Directions for this task:
Please report how many lines of the listing hold the word "receipt". Add nothing to the number.

+++++

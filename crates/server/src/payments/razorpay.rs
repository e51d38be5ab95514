//! Razorpay REST client.
//!
//! Creates provider orders that the hosted checkout widget pays against, and
//! verifies the `razorpay_signature` the widget hands back on success.

use greencart_core::CurrencyCode;
use reqwest::Client;
use rust_decimal::Decimal;
use secrecy::{ExposeSecret, SecretString};
use serde::{Deserialize, Serialize};
use tracing::{debug, error, instrument};

use super::{PaymentError, constant_time_compare, hmac_sha256_hex};
use crate::config::RazorpayConfig;

/// A provider-side order, as returned by `POST /v1/orders`.
#[derive(Debug, Clone, PartialEq, Eq, Serialize, Deserialize)]
pub struct ProviderOrder {
    /// Provider order ID (`order_...`).
    pub id: String,
    /// Amount in the smallest currency unit.
    pub amount: i64,
    /// ISO currency code.
    pub currency: String,
}

#[derive(Serialize)]
struct CreateOrderRequest<'a> {
    amount: i64,
    currency: &'a str,
    #[serde(skip_serializing_if = "Option::is_none")]
    receipt: Option<&'a str>,
}

#[derive(Deserialize)]
struct ErrorEnvelope {
    error: ErrorBody,
}

#[derive(Deserialize)]
struct ErrorBody {
    #[serde(default)]
    code: Option<String>,
    #[serde(default)]
    description: Option<String>,
}

/// Razorpay API client.
#[derive(Clone)]
pub struct RazorpayClient {
    client: Client,
    key_id: String,
    key_secret: SecretString,
    api_base: String,
    currency: CurrencyCode,
}

impl std::fmt::Debug for RazorpayClient {
    fn fmt(&self, f: &mut std::fmt::Formatter<'_>) -> std::fmt::Result {
        f.debug_struct("RazorpayClient")
            .field("key_id", &self.key_id)
            .field("key_secret", &"[REDACTED]")
            .field("api_base", &self.api_base)
            .field("currency", &self.currency)
            .finish_non_exhaustive()
    }
}

impl RazorpayClient {
    /// Create a client for the configured account and store currency.
    #[must_use]
    pub fn new(config: &RazorpayConfig, currency: CurrencyCode) -> Self {
        Self {
            client: Client::new(),
            key_id: config.key_id.clone(),
            key_secret: config.key_secret.clone(),
            api_base: config.api_base.as_str().trim_end_matches('/').to_string(),
            currency,
        }
    }

    /// Public key ID handed to the checkout widget.
    #[must_use]
    pub fn key_id(&self) -> &str {
        &self.key_id
    }

    /// Currency every order is created in.
    #[must_use]
    pub const fn currency(&self) -> CurrencyCode {
        self.currency
    }

    /// Create a provider order for `amount` (standard units).
    ///
    /// # Errors
    ///
    /// Returns `PaymentError::InvalidAmount` if the amount is not positive or
    /// does not fit in minor units.
    /// Returns `PaymentError::Request`/`Response`/`Api` if the provider call fails.
    #[instrument(skip(self), fields(currency = %self.currency))]
    pub async fn create_order(
        &self,
        amount: Decimal,
        receipt: Option<&str>,
    ) -> Result<ProviderOrder, PaymentError> {
        let minor = self
            .currency
            .to_minor_units(amount)
            .filter(|units| *units > 0)
            .ok_or_else(|| PaymentError::InvalidAmount(amount.to_string()))?;

        let request = CreateOrderRequest {
            amount: minor,
            currency: self.currency.code(),
            receipt,
        };

        let response = self
            .client
            .post(format!("{}/v1/orders", self.api_base))
            .basic_auth(&self.key_id, Some(self.key_secret.expose_secret()))
            .json(&request)
            .send()
            .await
            .map_err(|e| PaymentError::Request(e.to_string()))?;

        let status = response.status();
        if !status.is_success() {
            let body = response.text().await.unwrap_or_default();
            let message = serde_json::from_str::<ErrorEnvelope>(&body)
                .ok()
                .and_then(|env| env.error.description.or(env.error.code))
                .unwrap_or_else(|| format!("HTTP {status}"));
            error!(%status, error = %message, "Razorpay API error creating order");
            return Err(PaymentError::Api(message));
        }

        let order: ProviderOrder = response
            .json()
            .await
            .map_err(|e| PaymentError::Response(e.to_string()))?;

        debug!(order_id = %order.id, amount = order.amount, "Razorpay order created");

        Ok(order)
    }

    /// Verify the checkout signature over `"{order_id}|{payment_id}"`.
    ///
    /// # Errors
    ///
    /// Returns `PaymentError::InvalidSignature` if the signature does not match.
    #[instrument(skip(self, signature))]
    pub fn verify_payment_signature(
        &self,
        order_id: &str,
        payment_id: &str,
        signature: &str,
    ) -> Result<(), PaymentError> {
        let payload = format!("{order_id}|{payment_id}");
        let expected = hmac_sha256_hex(
            self.key_secret.expose_secret().as_bytes(),
            payload.as_bytes(),
        )
        .map_err(|_| PaymentError::InvalidSignature)?;

        if !constant_time_compare(&expected, signature.trim()) {
            return Err(PaymentError::InvalidSignature);
        }

        debug!("Razorpay payment signature verified");

        Ok(())
    }
}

+++++

Expected output:
3